Мой желудок резко сжался от этой мысли – ещё более насильственно, чем я предполагала. Я взглянула на поднос с едой; двадцать девять оставшихся дней с силой подталкивали меня сбежать, прошлая ночь принуждала меня остаться. Проведённая ночь неким образом что-то изменила для меня. Нечто едва уловимое, однако, смелое. Теперь я не хотела быть лишь неким образом на картине.
Прерывистый вдох нарушил мою душевную погребальную песню. Мой взгляд вспорхнул в его сторону. В его глазах не осталось никакого намека на ярость. Тектонические плиты сдвинулись и замерли, и снова сдвинулись, как будто что-то разгоралось в самом сердце. Он обхватил руками моё лицо, его длинные пальцы закопались в моих волосах.

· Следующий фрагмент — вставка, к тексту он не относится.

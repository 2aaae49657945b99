//! WASAPI microphone device source.
//!
//! Captures from a WASAPI capture endpoint in shared mode and serves the
//! reader's asynchronous read requests. Audio arriving while no request is
//! pending is accumulated and handed out as one sample on the next request.

use std::sync::atomic::{AtomicBool, Ordering};
use std::sync::Arc;
use std::thread;
use std::time::Duration;

use parking_lot::Mutex;
use windows::core::*;
use windows::Win32::Media::Audio::*;
use windows::Win32::System::Com::*;
use windows::Win32::System::Threading::*;

use capture_record_core::models::error::CaptureError;
use capture_record_core::models::format::{AudioFormat, AudioSampleFormat, DeviceKind, MediaFormat};
use capture_record_core::models::sample::Sample;
use capture_record_core::processing::pcm;
use capture_record_core::processing::ring_buffer::RingBuffer;
use capture_record_core::reader::{ReadCompletion, ReadEvent};
use capture_record_core::traits::device_source::{DeviceDescriptor, DeviceSource};

/// Endpoint id that selects the default console capture device.
pub const DEFAULT_MICROPHONE_ID: &str = "default";

/// Seconds of audio kept while no read request is pending.
const BUFFER_SECONDS: usize = 2;

const E_ACCESSDENIED_CODE: i32 = -2147024891;

/// State shared between the device and its capture thread.
struct CaptureShared {
    pending: Option<ReadCompletion>,
    buffered: RingBuffer<f32>,
    /// Capture timestamp of the oldest buffered frame.
    buffered_timestamp: Option<i64>,
    error: Option<CaptureError>,
}

impl CaptureShared {
    fn take_buffered(&mut self, format: &AudioFormat, fallback_timestamp: i64, extra: &[f32]) -> Sample {
        let timestamp = self.buffered_timestamp.take().unwrap_or(fallback_timestamp);
        let mut samples = self.buffered.drain();
        samples.extend_from_slice(extra);
        build_sample(format, timestamp, &samples)
    }

    fn buffer(&mut self, format: &AudioFormat, timestamp: i64, samples: &[f32]) {
        if self.buffered.is_empty() {
            self.buffered_timestamp = Some(timestamp);
        }
        let dropped_before = self.buffered.dropped();
        self.buffered.write(samples);
        let dropped = (self.buffered.dropped() - dropped_before) as usize;
        if dropped > 0 {
            let frames = dropped / format.channels.max(1) as usize;
            if let Some(ts) = self.buffered_timestamp.as_mut() {
                *ts += format.frames_to_ticks(frames);
            }
            log::warn!("Mic buffer overflow, dropped {} frames", frames);
        }
    }
}

fn build_sample(format: &AudioFormat, timestamp: i64, samples: &[f32]) -> Sample {
    let frames = samples.len() / format.channels.max(1) as usize;
    Sample::audio(timestamp, pcm::f32_to_bytes(samples)).with_duration(format.frames_to_ticks(frames))
}

/// Hand a captured packet to the pending request, or buffer it.
fn deliver(shared: &Mutex<CaptureShared>, format: &AudioFormat, timestamp: i64, samples: &[f32]) {
    let ready = {
        let mut state = shared.lock();
        match state.pending.take() {
            Some(completion) => {
                let sample = state.take_buffered(format, timestamp, samples);
                Some((completion, sample))
            }
            None => {
                state.buffer(format, timestamp, samples);
                None
            }
        }
    };
    if let Some((completion, sample)) = ready {
        completion.complete(ReadEvent::Sample(sample));
    }
}

/// Report a capture failure on the pending request, or on the next one.
fn fail(shared: &Mutex<CaptureShared>, error: CaptureError) {
    let pending = {
        let mut state = shared.lock();
        let pending = state.pending.take();
        if pending.is_none() {
            state.error = Some(error.clone());
        }
        pending
    };
    if let Some(completion) = pending {
        completion.complete(ReadEvent::Error(error));
    }
}

/// WASAPI microphone as a [`DeviceSource`].
///
/// The native format is the endpoint's shared-mode mix format (float). The
/// capture thread starts with the first read and timestamps packets with
/// their QPC position (100 ns ticks).
pub struct WasapiMicSource {
    descriptor: DeviceDescriptor,
    endpoint_id: Option<String>,
    native: AudioFormat,
    format: Option<AudioFormat>,
    shared: Arc<Mutex<CaptureShared>>,
    running: Arc<AtomicBool>,
    capture_handle: Option<thread::JoinHandle<()>>,
    open: bool,
}

impl WasapiMicSource {
    /// Open the endpoint `id`, or the default microphone for
    /// [`DEFAULT_MICROPHONE_ID`].
    ///
    /// Probes the endpoint's mix format; access denied by the privacy
    /// settings fails with `PermissionDenied`.
    pub fn open(id: &str) -> Result<Self, CaptureError> {
        let endpoint_id = (id != DEFAULT_MICROPHONE_ID).then(|| id.to_string());
        let native = unsafe { probe_mix_format(endpoint_id.as_deref())? };
        log::info!("Opened microphone {} ({:?})", id, native);

        let capacity = native.sample_rate as usize * native.channels as usize * BUFFER_SECONDS;
        Ok(Self {
            descriptor: DeviceDescriptor::new(id, "Microphone", DeviceKind::Microphone),
            endpoint_id,
            native,
            format: None,
            shared: Arc::new(Mutex::new(CaptureShared {
                pending: None,
                buffered: RingBuffer::new(capacity),
                buffered_timestamp: None,
                error: None,
            })),
            running: Arc::new(AtomicBool::new(false)),
            capture_handle: None,
            open: true,
        })
    }

    fn ensure_started(&mut self, format: AudioFormat) -> Result<(), CaptureError> {
        if self.capture_handle.is_some() {
            return Ok(());
        }

        self.running.store(true, Ordering::SeqCst);
        let running = Arc::clone(&self.running);
        let shared = Arc::clone(&self.shared);
        let endpoint_id = self.endpoint_id.clone();

        let handle = thread::Builder::new()
            .name("wasapi-mic-source".into())
            .spawn(move || {
                if let Err(e) = unsafe { mic_capture_loop(&running, endpoint_id.as_deref(), &format, &shared) } {
                    log::error!("Mic capture error: {}", e);
                    fail(&shared, e);
                }
                running.store(false, Ordering::SeqCst);
            })
            .map_err(|e| CaptureError::Unknown(format!("failed to spawn mic thread: {}", e)))?;

        self.capture_handle = Some(handle);
        Ok(())
    }
}

impl DeviceSource for WasapiMicSource {
    fn descriptor(&self) -> &DeviceDescriptor {
        &self.descriptor
    }

    fn native_formats(&self) -> Vec<MediaFormat> {
        vec![MediaFormat::Audio(self.native)]
    }

    fn set_format(&mut self, format: &MediaFormat) -> Result<(), CaptureError> {
        match format {
            MediaFormat::Audio(audio) if *audio == self.native => {
                self.format = Some(*audio);
                Ok(())
            }
            other => Err(CaptureError::FormatNotSupported(format!(
                "shared-mode capture only delivers the mix format, got {:?}",
                other
            ))),
        }
    }

    fn format(&self) -> Option<MediaFormat> {
        self.format.map(MediaFormat::Audio)
    }

    fn read_sample(&mut self, completion: ReadCompletion) -> Result<(), CaptureError> {
        if !self.open {
            return Err(CaptureError::DeviceNotAvailable(self.descriptor.id.clone()));
        }
        let format = self
            .format
            .ok_or_else(|| CaptureError::InvalidState("microphone format not set".into()))?;
        self.ensure_started(format)?;

        let ready = {
            let mut state = self.shared.lock();
            if let Some(error) = state.error.take() {
                Some((completion, ReadEvent::Error(error)))
            } else if !state.buffered.is_empty() {
                let sample = state.take_buffered(&format, 0, &[]);
                Some((completion, ReadEvent::Sample(sample)))
            } else if state.pending.is_some() {
                return Err(CaptureError::InvalidState("a read is already pending".into()));
            } else {
                state.pending = Some(completion);
                None
            }
        };
        if let Some((completion, event)) = ready {
            completion.complete(event);
        }
        Ok(())
    }

    fn close(&mut self) {
        self.open = false;
        self.running.store(false, Ordering::SeqCst);
        let pending = self.shared.lock().pending.take();
        drop(pending);

        if let Some(handle) = self.capture_handle.take() {
            // Closing from a completion delivered on the capture thread itself.
            if handle.thread().id() == thread::current().id() {
                return;
            }
            let _ = handle.join();
        }
        log::info!("Closed microphone {}", self.descriptor.id);
    }

    fn is_open(&self) -> bool {
        self.open
    }
}

impl Drop for WasapiMicSource {
    fn drop(&mut self) {
        if self.open {
            self.close();
        }
    }
}

fn streaming_error(context: &str, e: Error) -> CaptureError {
    CaptureError::streaming(e.code().0, format!("{} failed: {}", context, e))
}

unsafe fn capture_device(endpoint_id: Option<&str>) -> Result<IMMDevice, CaptureError> {
    let enumerator: IMMDeviceEnumerator = CoCreateInstance(&MMDeviceEnumerator, None, CLSCTX_ALL)
        .map_err(|e| CaptureError::Unknown(format!("failed to create enumerator: {}", e)))?;

    let device = match endpoint_id {
        Some(id) => {
            let wide_id: Vec<u16> = id.encode_utf16().chain(std::iter::once(0)).collect();
            enumerator.GetDevice(PCWSTR(wide_id.as_ptr()))
        }
        None => enumerator.GetDefaultAudioEndpoint(eCapture, eConsole),
    };
    device.map_err(|_| CaptureError::DeviceNotAvailable(endpoint_id.unwrap_or(DEFAULT_MICROPHONE_ID).to_string()))
}

unsafe fn activate_client(device: &IMMDevice) -> Result<IAudioClient, CaptureError> {
    device.Activate(CLSCTX_ALL, None).map_err(|e| {
        if e.code().0 == E_ACCESSDENIED_CODE {
            CaptureError::PermissionDenied
        } else {
            CaptureError::DeviceNotAvailable(format!("Activate failed: {}", e))
        }
    })
}

/// Read the endpoint's shared-mode mix format on the calling thread.
unsafe fn probe_mix_format(endpoint_id: Option<&str>) -> Result<AudioFormat, CaptureError> {
    let _com_guard = ComGuard::init();

    let device = capture_device(endpoint_id)?;
    let audio_client = activate_client(&device)?;
    let mix_format_ptr = audio_client
        .GetMixFormat()
        .map_err(|e| CaptureError::FormatNotSupported(format!("GetMixFormat failed: {}", e)))?;

    let mix_format = &*mix_format_ptr;
    let format = AudioFormat::new(mix_format.nChannels, mix_format.nSamplesPerSec, AudioSampleFormat::F32);
    CoTaskMemFree(Some(mix_format_ptr as *const _ as *const _));
    Ok(format)
}

/// Capture loop running on the `wasapi-mic-source` thread.
///
/// Sequence:
/// 1. CoInitializeEx (MTA)
/// 2. Get capture device (default or by ID) and activate IAudioClient
/// 3. Initialize in shared mode with the mix format
/// 4. Get IAudioCaptureClient service
/// 5. Register with MMCSS for real-time priority
/// 6. Start capture, poll for packets until `running` is cleared
unsafe fn mic_capture_loop(
    running: &AtomicBool,
    endpoint_id: Option<&str>,
    format: &AudioFormat,
    shared: &Mutex<CaptureShared>,
) -> Result<(), CaptureError> {
    let _com_guard = ComGuard::init();

    let device = capture_device(endpoint_id)?;
    let audio_client = activate_client(&device)?;

    let mix_format_ptr = audio_client
        .GetMixFormat()
        .map_err(|e| streaming_error("GetMixFormat", e))?;
    let mix_format = &*mix_format_ptr;
    if mix_format.nChannels != format.channels || mix_format.nSamplesPerSec != format.sample_rate {
        CoTaskMemFree(Some(mix_format_ptr as *const _ as *const _));
        return Err(CaptureError::streaming(-1, "endpoint mix format changed"));
    }

    // 100ms in 100-nanosecond units
    let buffer_duration = 1_000_000;
    let initialized = audio_client.Initialize(
        AUDCLNT_SHAREMODE_SHARED,
        AUDCLNT_STREAMFLAGS_NOPERSIST,
        buffer_duration,
        0,
        mix_format,
        None,
    );
    CoTaskMemFree(Some(mix_format_ptr as *const _ as *const _));
    initialized.map_err(|e| streaming_error("IAudioClient::Initialize", e))?;

    let capture_client: IAudioCaptureClient = audio_client
        .GetService()
        .map_err(|e| streaming_error("GetService", e))?;

    let mut task_index: u32 = 0;
    let task_name: Vec<u16> = "Pro Audio\0".encode_utf16().collect();
    let _mmcss_handle = AvSetMmThreadCharacteristicsW(PCWSTR(task_name.as_ptr()), &mut task_index);

    audio_client
        .Start()
        .map_err(|e| streaming_error("IAudioClient::Start", e))?;

    let channels = format.channels as usize;
    let result = (|| -> Result<(), CaptureError> {
        while running.load(Ordering::SeqCst) {
            thread::sleep(Duration::from_millis(10));

            let mut packet_length = capture_client
                .GetNextPacketSize()
                .map_err(|e| streaming_error("GetNextPacketSize", e))?;

            while packet_length > 0 {
                let mut buffer_ptr: *mut u8 = std::ptr::null_mut();
                let mut num_frames: u32 = 0;
                let mut flags: u32 = 0;
                let mut qpc_position: u64 = 0;

                capture_client
                    .GetBuffer(
                        &mut buffer_ptr,
                        &mut num_frames,
                        &mut flags,
                        None,
                        Some(&mut qpc_position as *mut u64),
                    )
                    .map_err(|e| streaming_error("GetBuffer", e))?;

                if num_frames > 0 && !buffer_ptr.is_null() {
                    let total_samples = num_frames as usize * channels;
                    let timestamp = qpc_position as i64;

                    if flags & (AUDCLNT_BUFFERFLAGS_SILENT.0 as u32) != 0 {
                        let silence = vec![0.0f32; total_samples];
                        deliver(shared, format, timestamp, &silence);
                    } else {
                        // Shared mode delivers the float mix format
                        let samples = std::slice::from_raw_parts(buffer_ptr as *const f32, total_samples);
                        deliver(shared, format, timestamp, samples);
                    }
                }

                capture_client
                    .ReleaseBuffer(num_frames)
                    .map_err(|e| streaming_error("ReleaseBuffer", e))?;

                packet_length = capture_client
                    .GetNextPacketSize()
                    .map_err(|e| streaming_error("GetNextPacketSize", e))?;
            }
        }
        Ok(())
    })();

    let _ = audio_client.Stop();
    result
}

/// Initializes COM (MTA) on the current thread and uninitializes on drop.
///
/// A thread already in another apartment is left as it is.
pub(crate) struct ComGuard {
    initialized: bool,
}

impl ComGuard {
    pub(crate) unsafe fn init() -> Self {
        Self {
            initialized: CoInitializeEx(None, COINIT_MULTITHREADED).is_ok(),
        }
    }
}

impl Drop for ComGuard {
    fn drop(&mut self) {
        if self.initialized {
            unsafe {
                CoUninitialize();
            }
        }
    }
}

– Позвони мистеру Солису. Написание картины на сегодня отменяется, – его голос был тихим.
Я кивнула, мои внутренности скрутило.
– Ты отправляешь меня домой?
Он улыбнулся, но в уголке его рта закралась печаль.
– Нет, Элиза, не отправляю.
Внушало ужас, что такие простые слова могут вызывать такую колоссальную оздоравливающую гармонию.
– Спасибо, – промолвила я, обвив руками его шею и накрыв в поцелуе его рот.
Впервые с того момента, как я вкусила его, он ответил на поцелуй нерешительно. Он подул прохладой на мои губы, и затем медленными ласками языка заставил мои губы снова запылать. Я сжала в кулак пальцы в его волосах, желая притянуть его ещё ближе. Неожиданно его поцелуй изменился. Его губы перестали двигаться и плотно прижались к моим губам, словно он дышал моим воздухом. Затем он высвободил меня. В его глазах светилась первобытность. На короткий миг у меня возникло импульсивное желание обнять его сильнее, чтобы он не исчез.
Он поднялся и ущипнул мой подбородок.
– Почему бы тебе не закончить свой завтрак и не одеться? Мне необходимо сделать несколько звонков.
– Хорошо, – ответила я, задыхаясь либо от мягкости его голоса, либо от опустошения поцелуя, я не знала.
Широкими шагами он вышел из спальни, закрыв за собой дверь. Как только захлопнулась дверь, я развернула "Бачи" и закинула шоколадку рот, ритуал был нарушен. Когда знакомый вкус растаял у меня на языке, я прочитала записку.
"Любовь причиняет больше боли, когда меньше всего знает. Аноним."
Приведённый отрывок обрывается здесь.